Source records
-*-
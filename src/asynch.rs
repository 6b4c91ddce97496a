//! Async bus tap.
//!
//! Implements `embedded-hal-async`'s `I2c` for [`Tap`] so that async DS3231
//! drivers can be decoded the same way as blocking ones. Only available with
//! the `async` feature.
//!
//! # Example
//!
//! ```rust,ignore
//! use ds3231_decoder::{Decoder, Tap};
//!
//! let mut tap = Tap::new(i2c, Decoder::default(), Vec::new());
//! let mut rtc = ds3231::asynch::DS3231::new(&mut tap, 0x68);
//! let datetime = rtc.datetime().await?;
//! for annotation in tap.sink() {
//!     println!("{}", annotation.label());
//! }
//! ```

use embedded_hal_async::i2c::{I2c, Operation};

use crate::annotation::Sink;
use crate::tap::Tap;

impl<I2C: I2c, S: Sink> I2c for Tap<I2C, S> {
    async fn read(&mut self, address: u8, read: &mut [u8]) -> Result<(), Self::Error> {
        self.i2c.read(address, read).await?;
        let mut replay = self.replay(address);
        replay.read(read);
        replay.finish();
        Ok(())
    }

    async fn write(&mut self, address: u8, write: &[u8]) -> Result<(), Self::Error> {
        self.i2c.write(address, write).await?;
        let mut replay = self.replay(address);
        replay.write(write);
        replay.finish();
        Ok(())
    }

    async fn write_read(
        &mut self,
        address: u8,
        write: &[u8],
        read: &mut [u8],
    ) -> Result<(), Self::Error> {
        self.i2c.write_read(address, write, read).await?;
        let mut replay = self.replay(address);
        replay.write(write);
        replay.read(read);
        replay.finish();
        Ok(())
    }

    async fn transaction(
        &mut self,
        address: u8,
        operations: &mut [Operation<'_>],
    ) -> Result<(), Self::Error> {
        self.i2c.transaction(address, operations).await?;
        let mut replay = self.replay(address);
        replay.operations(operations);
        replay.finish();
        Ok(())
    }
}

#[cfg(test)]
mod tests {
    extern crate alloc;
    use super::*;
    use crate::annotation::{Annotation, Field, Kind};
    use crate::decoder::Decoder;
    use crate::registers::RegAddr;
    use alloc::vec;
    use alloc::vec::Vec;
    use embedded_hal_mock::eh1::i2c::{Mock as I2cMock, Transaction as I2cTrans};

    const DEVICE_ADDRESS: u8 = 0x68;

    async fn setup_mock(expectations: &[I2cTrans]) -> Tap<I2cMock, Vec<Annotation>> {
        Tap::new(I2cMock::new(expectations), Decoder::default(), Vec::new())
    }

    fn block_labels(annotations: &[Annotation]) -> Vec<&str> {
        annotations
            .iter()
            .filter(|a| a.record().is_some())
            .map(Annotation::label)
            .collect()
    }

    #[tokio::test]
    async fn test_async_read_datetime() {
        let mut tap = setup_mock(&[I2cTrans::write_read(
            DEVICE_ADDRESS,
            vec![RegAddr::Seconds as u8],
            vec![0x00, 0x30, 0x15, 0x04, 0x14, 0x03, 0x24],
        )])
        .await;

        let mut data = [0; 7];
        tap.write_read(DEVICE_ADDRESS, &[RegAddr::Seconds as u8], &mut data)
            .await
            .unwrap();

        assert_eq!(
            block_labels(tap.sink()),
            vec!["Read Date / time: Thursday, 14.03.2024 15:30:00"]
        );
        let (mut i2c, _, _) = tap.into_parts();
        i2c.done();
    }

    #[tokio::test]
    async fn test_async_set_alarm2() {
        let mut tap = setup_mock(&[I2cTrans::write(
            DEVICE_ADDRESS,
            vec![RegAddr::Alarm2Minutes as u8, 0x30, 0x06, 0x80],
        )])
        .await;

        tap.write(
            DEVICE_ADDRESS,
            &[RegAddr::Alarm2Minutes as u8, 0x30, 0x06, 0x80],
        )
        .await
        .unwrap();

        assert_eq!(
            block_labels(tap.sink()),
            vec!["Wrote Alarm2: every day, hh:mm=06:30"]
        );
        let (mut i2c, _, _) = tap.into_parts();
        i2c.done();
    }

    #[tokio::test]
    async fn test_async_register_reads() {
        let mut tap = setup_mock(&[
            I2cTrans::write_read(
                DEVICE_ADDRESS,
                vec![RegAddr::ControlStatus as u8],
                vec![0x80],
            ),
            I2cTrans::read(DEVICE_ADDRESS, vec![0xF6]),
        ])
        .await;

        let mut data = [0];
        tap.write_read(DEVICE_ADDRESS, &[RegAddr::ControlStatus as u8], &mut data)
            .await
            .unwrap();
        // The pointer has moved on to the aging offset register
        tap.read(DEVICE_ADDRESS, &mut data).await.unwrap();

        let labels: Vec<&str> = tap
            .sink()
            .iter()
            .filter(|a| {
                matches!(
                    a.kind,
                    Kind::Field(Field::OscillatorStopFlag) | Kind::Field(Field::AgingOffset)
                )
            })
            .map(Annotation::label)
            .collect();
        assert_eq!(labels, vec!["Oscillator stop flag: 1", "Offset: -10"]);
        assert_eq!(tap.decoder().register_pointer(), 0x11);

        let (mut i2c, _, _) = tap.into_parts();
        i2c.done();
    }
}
-*-
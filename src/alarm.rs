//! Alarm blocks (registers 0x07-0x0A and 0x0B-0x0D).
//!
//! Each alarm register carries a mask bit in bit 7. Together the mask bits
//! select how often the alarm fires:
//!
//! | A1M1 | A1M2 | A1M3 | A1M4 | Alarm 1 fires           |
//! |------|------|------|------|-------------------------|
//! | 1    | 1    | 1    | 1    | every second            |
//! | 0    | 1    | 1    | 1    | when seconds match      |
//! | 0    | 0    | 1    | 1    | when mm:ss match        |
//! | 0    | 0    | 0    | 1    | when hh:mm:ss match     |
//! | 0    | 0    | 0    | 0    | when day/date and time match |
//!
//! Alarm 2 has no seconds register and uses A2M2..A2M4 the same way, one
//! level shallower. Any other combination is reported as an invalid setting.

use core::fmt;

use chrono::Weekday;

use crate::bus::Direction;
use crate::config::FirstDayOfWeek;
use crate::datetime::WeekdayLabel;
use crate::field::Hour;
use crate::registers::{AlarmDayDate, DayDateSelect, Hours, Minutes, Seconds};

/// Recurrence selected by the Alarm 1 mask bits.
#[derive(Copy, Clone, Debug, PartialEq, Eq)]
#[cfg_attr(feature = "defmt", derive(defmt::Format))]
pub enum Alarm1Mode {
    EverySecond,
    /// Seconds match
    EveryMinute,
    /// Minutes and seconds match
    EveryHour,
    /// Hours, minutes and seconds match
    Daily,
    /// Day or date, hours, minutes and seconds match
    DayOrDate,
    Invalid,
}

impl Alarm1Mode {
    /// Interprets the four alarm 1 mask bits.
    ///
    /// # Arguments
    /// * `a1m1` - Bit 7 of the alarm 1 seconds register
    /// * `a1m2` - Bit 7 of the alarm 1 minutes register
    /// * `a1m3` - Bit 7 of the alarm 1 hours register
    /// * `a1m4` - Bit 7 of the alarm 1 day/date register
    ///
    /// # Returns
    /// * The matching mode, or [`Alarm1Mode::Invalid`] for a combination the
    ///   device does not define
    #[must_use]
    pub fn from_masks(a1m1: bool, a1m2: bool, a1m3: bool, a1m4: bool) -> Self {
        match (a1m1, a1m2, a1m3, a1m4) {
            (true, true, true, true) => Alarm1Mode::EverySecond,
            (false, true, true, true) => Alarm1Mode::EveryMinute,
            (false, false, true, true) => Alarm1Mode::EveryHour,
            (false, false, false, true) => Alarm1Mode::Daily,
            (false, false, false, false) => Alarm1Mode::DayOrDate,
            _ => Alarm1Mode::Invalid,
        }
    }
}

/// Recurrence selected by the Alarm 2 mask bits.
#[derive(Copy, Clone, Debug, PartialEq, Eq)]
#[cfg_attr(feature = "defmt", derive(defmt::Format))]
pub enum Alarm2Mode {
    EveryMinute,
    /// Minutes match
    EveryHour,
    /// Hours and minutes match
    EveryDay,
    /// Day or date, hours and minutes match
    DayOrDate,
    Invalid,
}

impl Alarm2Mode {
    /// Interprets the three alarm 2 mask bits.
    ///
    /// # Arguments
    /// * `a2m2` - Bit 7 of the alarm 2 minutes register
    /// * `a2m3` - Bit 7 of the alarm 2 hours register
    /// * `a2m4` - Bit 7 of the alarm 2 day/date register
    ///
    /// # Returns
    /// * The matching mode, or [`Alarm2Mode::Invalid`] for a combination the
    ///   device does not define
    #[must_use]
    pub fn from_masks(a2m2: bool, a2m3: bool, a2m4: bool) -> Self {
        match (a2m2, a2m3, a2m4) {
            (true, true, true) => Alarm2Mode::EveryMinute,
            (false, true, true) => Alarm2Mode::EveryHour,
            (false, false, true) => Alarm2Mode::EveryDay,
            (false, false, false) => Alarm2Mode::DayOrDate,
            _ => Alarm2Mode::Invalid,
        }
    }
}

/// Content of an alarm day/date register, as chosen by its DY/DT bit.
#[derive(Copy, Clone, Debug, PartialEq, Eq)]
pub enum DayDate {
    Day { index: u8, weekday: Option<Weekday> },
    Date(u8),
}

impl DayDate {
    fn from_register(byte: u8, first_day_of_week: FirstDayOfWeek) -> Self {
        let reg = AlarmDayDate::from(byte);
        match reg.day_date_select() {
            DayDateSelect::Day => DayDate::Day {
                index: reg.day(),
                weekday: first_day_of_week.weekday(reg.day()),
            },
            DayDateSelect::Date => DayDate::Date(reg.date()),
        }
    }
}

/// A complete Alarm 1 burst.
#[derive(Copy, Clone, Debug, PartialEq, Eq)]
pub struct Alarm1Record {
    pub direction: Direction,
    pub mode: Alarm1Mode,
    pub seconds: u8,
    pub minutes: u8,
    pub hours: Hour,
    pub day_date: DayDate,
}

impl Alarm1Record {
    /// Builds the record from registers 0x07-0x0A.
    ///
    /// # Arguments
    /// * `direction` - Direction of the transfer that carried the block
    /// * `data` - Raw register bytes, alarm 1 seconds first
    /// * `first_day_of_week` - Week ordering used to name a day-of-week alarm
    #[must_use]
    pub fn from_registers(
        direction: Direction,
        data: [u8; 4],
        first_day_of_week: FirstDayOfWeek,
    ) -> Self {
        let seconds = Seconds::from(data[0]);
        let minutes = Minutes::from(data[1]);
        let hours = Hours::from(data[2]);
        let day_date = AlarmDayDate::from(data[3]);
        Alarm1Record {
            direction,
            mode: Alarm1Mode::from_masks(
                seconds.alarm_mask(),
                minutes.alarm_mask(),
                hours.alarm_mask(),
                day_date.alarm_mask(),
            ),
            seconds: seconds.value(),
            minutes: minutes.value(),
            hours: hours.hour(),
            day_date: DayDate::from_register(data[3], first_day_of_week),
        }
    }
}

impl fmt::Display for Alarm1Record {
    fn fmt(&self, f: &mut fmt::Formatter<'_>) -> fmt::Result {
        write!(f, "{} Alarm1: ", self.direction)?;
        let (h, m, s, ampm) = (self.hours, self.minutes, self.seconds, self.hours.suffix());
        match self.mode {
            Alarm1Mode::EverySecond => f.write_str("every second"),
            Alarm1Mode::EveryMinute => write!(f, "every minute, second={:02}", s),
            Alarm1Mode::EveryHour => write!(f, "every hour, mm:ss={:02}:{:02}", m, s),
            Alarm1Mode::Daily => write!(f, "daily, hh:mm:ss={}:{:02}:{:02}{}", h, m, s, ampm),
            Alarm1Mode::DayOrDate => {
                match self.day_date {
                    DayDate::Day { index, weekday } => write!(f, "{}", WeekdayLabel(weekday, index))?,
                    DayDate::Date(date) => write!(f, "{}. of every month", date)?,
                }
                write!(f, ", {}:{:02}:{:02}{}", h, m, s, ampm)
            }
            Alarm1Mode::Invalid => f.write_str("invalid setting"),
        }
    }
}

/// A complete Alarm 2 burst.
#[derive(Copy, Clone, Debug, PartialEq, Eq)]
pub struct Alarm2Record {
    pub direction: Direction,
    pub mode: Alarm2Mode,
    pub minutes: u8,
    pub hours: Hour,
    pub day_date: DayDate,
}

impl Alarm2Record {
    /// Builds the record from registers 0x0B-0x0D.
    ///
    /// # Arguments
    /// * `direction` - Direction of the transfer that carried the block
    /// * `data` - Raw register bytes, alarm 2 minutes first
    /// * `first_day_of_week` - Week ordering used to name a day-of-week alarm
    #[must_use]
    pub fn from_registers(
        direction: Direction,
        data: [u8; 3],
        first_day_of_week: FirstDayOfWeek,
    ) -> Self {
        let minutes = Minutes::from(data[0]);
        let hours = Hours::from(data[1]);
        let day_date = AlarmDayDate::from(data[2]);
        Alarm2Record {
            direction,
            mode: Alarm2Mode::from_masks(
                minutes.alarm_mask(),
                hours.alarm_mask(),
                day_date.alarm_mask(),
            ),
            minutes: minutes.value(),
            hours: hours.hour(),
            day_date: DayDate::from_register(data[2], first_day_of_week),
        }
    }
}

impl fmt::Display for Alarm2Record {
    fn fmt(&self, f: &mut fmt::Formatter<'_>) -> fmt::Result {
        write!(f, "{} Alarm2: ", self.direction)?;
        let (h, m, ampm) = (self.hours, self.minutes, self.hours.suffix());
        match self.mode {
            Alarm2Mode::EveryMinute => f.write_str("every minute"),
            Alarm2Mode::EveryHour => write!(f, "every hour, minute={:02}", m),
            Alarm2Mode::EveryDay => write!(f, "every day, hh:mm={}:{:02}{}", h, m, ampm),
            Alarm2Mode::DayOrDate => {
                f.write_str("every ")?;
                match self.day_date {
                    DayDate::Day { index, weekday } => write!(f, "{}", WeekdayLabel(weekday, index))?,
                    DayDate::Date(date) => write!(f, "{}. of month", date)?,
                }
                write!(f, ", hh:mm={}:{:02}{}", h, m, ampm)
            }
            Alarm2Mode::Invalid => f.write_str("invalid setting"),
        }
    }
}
-*-
Filter these records, keeping every line where the word "EveryMinute" occurs.

    EveryMinute,
            (false, true, true, true) => Alarm1Mode::EveryMinute,
    EveryMinute,
            (true, true, true) => Alarm2Mode::EveryMinute,
            Alarm1Mode::EveryMinute => write!(f, "every minute, second={:02}", s),
            Alarm2Mode::EveryMinute => f.write_str("every minute"),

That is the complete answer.